== Supplied material ==

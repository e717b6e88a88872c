use std::path::{Path, PathBuf};
use std::sync::atomic::{AtomicBool, Ordering};
use std::sync::mpsc::{Receiver, Sender, channel};
use std::sync::Arc;
use std::time::{Duration, Instant};

use crate::core::FileDialogError;
use crate::entry::{DirEntry, EntryId, EntryKind};
use crate::fs::FileSystem;

/// Default per-scan deadline.
pub const DEFAULT_SCAN_TIMEOUT: Duration = Duration::from_secs(60);

/// Outcome of one committed (or failed) scan, surfaced by [`ScanCoordinator::poll`].
#[derive(Debug)]
pub enum ScanCommit {
    /// A fresh listing replaced the previous one.
    Committed {
        /// Directory that was scanned.
        path: PathBuf,
        /// Ordered entries: parent link, directories, then files.
        entries: Vec<DirEntry>,
    },
    /// The scan failed; the previous listing stays in place.
    Failed {
        /// Directory whose scan failed.
        path: PathBuf,
        /// What went wrong.
        error: FileDialogError,
    },
}

struct ScanOutcome {
    generation: u64,
    path: PathBuf,
    result: Result<Vec<DirEntry>, FileDialogError>,
}

struct ActiveScan {
    generation: u64,
    cancelled: Arc<AtomicBool>,
    deadline: Instant,
    path: PathBuf,
}

/// Owns the single in-flight directory scan.
///
/// `begin_scan` cancels whatever is running, issues a fresh generation token
/// with a deadline, and spawns the enumeration on a background thread. The
/// frame thread drains outcomes through `poll`; only the outcome matching the
/// live token commits, so a slow older scan can never clobber a newer one.
pub struct ScanCoordinator {
    fs: Arc<dyn FileSystem>,
    folder_only: bool,
    timeout: Duration,
    debounce: Duration,
    tx: Sender<ScanOutcome>,
    rx: Receiver<ScanOutcome>,
    generation: u64,
    active: Option<ActiveScan>,
    pending: Option<PathBuf>,
    last_spawn: Option<Instant>,
}

impl ScanCoordinator {
    /// New coordinator. `folder_only` drops file entries from listings.
    pub fn new(
        fs: Arc<dyn FileSystem>,
        folder_only: bool,
        timeout: Duration,
        debounce: Duration,
    ) -> Self {
        let (tx, rx) = channel();
        Self {
            fs,
            folder_only,
            timeout,
            debounce,
            tx,
            rx,
            generation: 0,
            active: None,
            pending: None,
            last_spawn: None,
        }
    }

    /// Request a scan of `path`, cancelling any scan in flight.
    ///
    /// Within the debounce window the path is parked instead and promoted by
    /// the next `poll` once the window has passed; only the latest parked
    /// path survives.
    pub fn begin_scan(&mut self, path: PathBuf) {
        self.cancel_active();
        if self.debounce > Duration::ZERO {
            if let Some(t) = self.last_spawn {
                if t.elapsed() < self.debounce {
                    self.pending = Some(path);
                    return;
                }
            }
        }
        self.pending = None;
        self.spawn(path);
    }

    /// Whether a scan is currently in flight or parked.
    pub fn is_loading(&self) -> bool {
        self.active.is_some() || self.pending.is_some()
    }

    /// Cancel everything in flight; outstanding outcomes will be discarded.
    pub fn close(&mut self) {
        self.cancel_active();
        self.pending = None;
    }

    /// Drain worker outcomes. Returns the newest commit for the live token,
    /// if one arrived this frame.
    pub fn poll(&mut self) -> Option<ScanCommit> {
        if let Some(path) = self.pending.take() {
            let elapsed = self
                .last_spawn
                .map(|t| t.elapsed() >= self.debounce)
                .unwrap_or(true);
            if elapsed {
                self.spawn(path);
            } else {
                self.pending = Some(path);
            }
        }

        let mut commit = None;
        while let Ok(outcome) = self.rx.try_recv() {
            let current = self
                .active
                .as_ref()
                .map(|a| a.generation == outcome.generation && !a.cancelled.load(Ordering::Relaxed))
                .unwrap_or(false);
            if !current {
                trace_scan_dropped_stale(outcome.generation, &outcome.path);
                continue;
            }
            self.active = None;
            commit = Some(match outcome.result {
                Ok(entries) => {
                    trace_scan_committed(outcome.generation, &outcome.path, entries.len());
                    ScanCommit::Committed {
                        path: outcome.path,
                        entries,
                    }
                }
                Err(error) => ScanCommit::Failed {
                    path: outcome.path,
                    error,
                },
            });
        }

        // A worker stuck past its deadline: fail the scan from this side and
        // orphan the token so a late outcome is dropped.
        if commit.is_none() {
            if let Some(a) = &self.active {
                if Instant::now() >= a.deadline {
                    a.cancelled.store(true, Ordering::Relaxed);
                    let path = a.path.clone();
                    self.active = None;
                    commit = Some(ScanCommit::Failed {
                        path,
                        error: FileDialogError::Interrupted,
                    });
                }
            }
        }
        commit
    }

    fn cancel_active(&mut self) {
        if let Some(a) = self.active.take() {
            a.cancelled.store(true, Ordering::Relaxed);
        }
    }

    fn spawn(&mut self, path: PathBuf) {
        self.generation += 1;
        let generation = self.generation;
        let cancelled = Arc::new(AtomicBool::new(false));
        let deadline = Instant::now() + self.timeout;
        trace_scan_requested(generation, &path);
        self.active = Some(ActiveScan {
            generation,
            cancelled: cancelled.clone(),
            deadline,
            path: path.clone(),
        });
        self.last_spawn = Some(Instant::now());

        let fs = self.fs.clone();
        let folder_only = self.folder_only;
        let tx = self.tx.clone();
        std::thread::spawn(move || {
            let result = std::panic::catch_unwind(std::panic::AssertUnwindSafe(|| {
                scan_directory(&*fs, &path, generation, folder_only, &cancelled, deadline)
            }))
            .unwrap_or_else(|_| {
                Err(FileDialogError::Internal("scan task panicked".to_string()))
            });
            let _ = tx.send(ScanOutcome {
                generation,
                path,
                result,
            });
        });
    }
}

/// Enumerate a directory into ordered entries: an optional `..` parent link,
/// then directories, then files. Checks the cancellation token and deadline
/// between entries so an orphaned scan stops early.
fn scan_directory(
    fs: &dyn FileSystem,
    dir: &Path,
    generation: u64,
    folder_only: bool,
    cancelled: &AtomicBool,
    deadline: Instant,
) -> Result<Vec<DirEntry>, FileDialogError> {
    let raw = fs.read_dir(dir)?;
    let mut out = Vec::with_capacity(raw.len() + 1);
    let mut index: u32 = 0;

    if let Some(parent) = dir.parent() {
        out.push(DirEntry {
            id: EntryId::new(generation, index),
            name: "..".to_string(),
            path: parent.to_path_buf(),
            kind: EntryKind::ParentLink,
            size: None,
            modified: None,
        });
        index += 1;
    }

    let (mut dirs, mut files): (Vec<_>, Vec<_>) = raw.into_iter().partition(|e| e.is_dir);
    dirs.sort_by(|a, b| a.name.to_lowercase().cmp(&b.name.to_lowercase()));
    files.sort_by(|a, b| a.name.to_lowercase().cmp(&b.name.to_lowercase()));
    for e in dirs.into_iter().chain(if folder_only { Vec::new() } else { files }) {
        if cancelled.load(Ordering::Relaxed) || Instant::now() >= deadline {
            return Err(FileDialogError::Interrupted);
        }
        out.push(DirEntry {
            id: EntryId::new(generation, index),
            name: e.name,
            path: e.path,
            kind: if e.is_dir { EntryKind::Dir } else { EntryKind::File },
            size: e.size,
            modified: e.modified,
        });
        index += 1;
    }
    Ok(out)
}

#[cfg(feature = "tracing")]
fn trace_scan_requested(generation: u64, path: &Path) {
    tracing::debug!(generation, path = %path.display(), "scan requested");
}
#[cfg(not(feature = "tracing"))]
fn trace_scan_requested(_generation: u64, _path: &Path) {}

#[cfg(feature = "tracing")]
fn trace_scan_committed(generation: u64, path: &Path, entries: usize) {
    tracing::debug!(generation, path = %path.display(), entries, "scan committed");
}
#[cfg(not(feature = "tracing"))]
fn trace_scan_committed(_generation: u64, _path: &Path, _entries: usize) {}

#[cfg(feature = "tracing")]
fn trace_scan_dropped_stale(generation: u64, path: &Path) {
    tracing::trace!(generation, path = %path.display(), "stale scan outcome dropped");
}
#[cfg(not(feature = "tracing"))]
fn trace_scan_dropped_stale(_generation: u64, _path: &Path) {}

#[cfg(test)]
mod tests {
    use super::*;
    use crate::fs::{FsEntry, FsMetadata, StdFileSystem};

    struct SlowFs {
        delay: Duration,
    }

    impl FileSystem for SlowFs {
        fn read_dir(&self, _dir: &Path) -> std::io::Result<Vec<FsEntry>> {
            std::thread::sleep(self.delay);
            Ok(Vec::new())
        }

        fn canonicalize(&self, path: &Path) -> std::io::Result<PathBuf> {
            Ok(path.to_path_buf())
        }

        fn metadata(&self, _path: &Path) -> std::io::Result<FsMetadata> {
            Err(std::io::Error::new(std::io::ErrorKind::NotFound, "mock"))
        }
    }

    fn unique_temp_dir(tag: &str) -> PathBuf {
        let nanos = std::time::SystemTime::now()
            .duration_since(std::time::UNIX_EPOCH)
            .unwrap()
            .as_nanos();
        let dir = std::env::temp_dir().join(format!("file-browser-core-{tag}-{nanos}"));
        std::fs::create_dir_all(&dir).unwrap();
        dir
    }

    fn poll_until_commit(c: &mut ScanCoordinator) -> ScanCommit {
        let deadline = Instant::now() + Duration::from_secs(5);
        loop {
            if let Some(commit) = c.poll() {
                return commit;
            }
            assert!(Instant::now() < deadline, "scan did not complete");
            std::thread::sleep(Duration::from_millis(5));
        }
    }

    #[test]
    fn lists_dirs_before_files_with_parent_link() {
        let dir = unique_temp_dir("order");
        std::fs::create_dir(dir.join("sub")).unwrap();
        std::fs::write(dir.join("a.txt"), b"x").unwrap();

        let mut c = ScanCoordinator::new(
            Arc::new(StdFileSystem),
            false,
            DEFAULT_SCAN_TIMEOUT,
            Duration::ZERO,
        );
        c.begin_scan(dir.clone());
        match poll_until_commit(&mut c) {
            ScanCommit::Committed { entries, .. } => {
                let names: Vec<_> = entries.iter().map(|e| e.name.as_str()).collect();
                assert_eq!(names, vec!["..", "sub", "a.txt"]);
                assert_eq!(entries[0].kind, EntryKind::ParentLink);
                assert_eq!(entries[1].size, None);
                assert_eq!(entries[2].size, Some(1));
            }
            other => panic!("unexpected outcome: {other:?}"),
        }
        assert!(!c.is_loading());
        let _ = std::fs::remove_dir_all(dir);
    }

    #[test]
    fn folder_only_drops_files() {
        let dir = unique_temp_dir("folders");
        std::fs::create_dir(dir.join("sub")).unwrap();
        std::fs::write(dir.join("a.txt"), b"x").unwrap();

        let mut c = ScanCoordinator::new(
            Arc::new(StdFileSystem),
            true,
            DEFAULT_SCAN_TIMEOUT,
            Duration::ZERO,
        );
        c.begin_scan(dir.clone());
        match poll_until_commit(&mut c) {
            ScanCommit::Committed { entries, .. } => {
                assert!(entries.iter().all(|e| e.kind.is_dir()));
            }
            other => panic!("unexpected outcome: {other:?}"),
        }
        let _ = std::fs::remove_dir_all(dir);
    }

    #[test]
    fn missing_directory_fails_without_panic() {
        let mut c = ScanCoordinator::new(
            Arc::new(StdFileSystem),
            false,
            DEFAULT_SCAN_TIMEOUT,
            Duration::ZERO,
        );
        c.begin_scan(PathBuf::from("/definitely/not/here/xyz"));
        match poll_until_commit(&mut c) {
            ScanCommit::Failed { error, .. } => {
                assert!(matches!(error, FileDialogError::Io(_)));
            }
            other => panic!("unexpected outcome: {other:?}"),
        }
    }

    #[test]
    fn deadline_fails_scan_stuck_past_timeout() {
        let mut c = ScanCoordinator::new(
            Arc::new(SlowFs {
                delay: Duration::from_millis(200),
            }),
            false,
            Duration::from_millis(30),
            Duration::ZERO,
        );
        c.begin_scan(PathBuf::from("/slow"));
        match poll_until_commit(&mut c) {
            ScanCommit::Failed { path, error } => {
                assert_eq!(path, PathBuf::from("/slow"));
                assert!(matches!(error, FileDialogError::Interrupted));
            }
            other => panic!("unexpected outcome: {other:?}"),
        }
        assert!(!c.is_loading());
        // the worker's late result is orphaned, not committed
        std::thread::sleep(Duration::from_millis(250));
        assert!(c.poll().is_none());
    }

    #[test]
    fn debounce_parks_and_promotes_latest_path() {
        let dir_a = unique_temp_dir("deb-a");
        let dir_b = unique_temp_dir("deb-b");
        std::fs::write(dir_b.join("b.txt"), b"x").unwrap();

        let mut c = ScanCoordinator::new(
            Arc::new(StdFileSystem),
            false,
            DEFAULT_SCAN_TIMEOUT,
            Duration::from_millis(30),
        );
        c.begin_scan(dir_a.clone());
        // Within the window: both parked, only the last survives.
        c.begin_scan(dir_a.clone());
        c.begin_scan(dir_b.clone());
        assert!(c.is_loading());

        let deadline = Instant::now() + Duration::from_secs(5);
        let commit = loop {
            if let Some(commit) = c.poll() {
                break commit;
            }
            assert!(Instant::now() < deadline);
            std::thread::sleep(Duration::from_millis(5));
        };
        match commit {
            ScanCommit::Committed { path, entries } => {
                assert_eq!(path, dir_b);
                assert!(entries.iter().any(|e| e.name == "b.txt"));
            }
            other => panic!("unexpected outcome: {other:?}"),
        }
        let _ = std::fs::remove_dir_all(dir_a);
        let _ = std::fs::remove_dir_all(dir_b);
    }
}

===

▸ Exercise brief
The response should be an exact copy of the lines from the one with "orphaned, not committed" through the end of the data, with no other text.

▸ Output
        // the worker's late result is orphaned, not committed
        std::thread::sleep(Duration::from_millis(250));
        assert!(c.poll().is_none());
    }

    #[test]
    fn debounce_parks_and_promotes_latest_path() {
        let dir_a = unique_temp_dir("deb-a");
        let dir_b = unique_temp_dir("deb-b");
        std::fs::write(dir_b.join("b.txt"), b"x").unwrap();

        let mut c = ScanCoordinator::new(
            Arc::new(StdFileSystem),
            false,
            DEFAULT_SCAN_TIMEOUT,
            Duration::from_millis(30),
        );
        c.begin_scan(dir_a.clone());
        // Within the window: both parked, only the last survives.
        c.begin_scan(dir_a.clone());
        c.begin_scan(dir_b.clone());
        assert!(c.is_loading());

        let deadline = Instant::now() + Duration::from_secs(5);
        let commit = loop {
            if let Some(commit) = c.poll() {
                break commit;
            }
            assert!(Instant::now() < deadline);
            std::thread::sleep(Duration::from_millis(5));
        };
        match commit {
            ScanCommit::Committed { path, entries } => {
                assert_eq!(path, dir_b);
                assert!(entries.iter().any(|e| e.name == "b.txt"));
            }
            other => panic!("unexpected outcome: {other:?}"),
        }
        let _ = std::fs::remove_dir_all(dir_a);
        let _ = std::fs::remove_dir_all(dir_b);
    }
}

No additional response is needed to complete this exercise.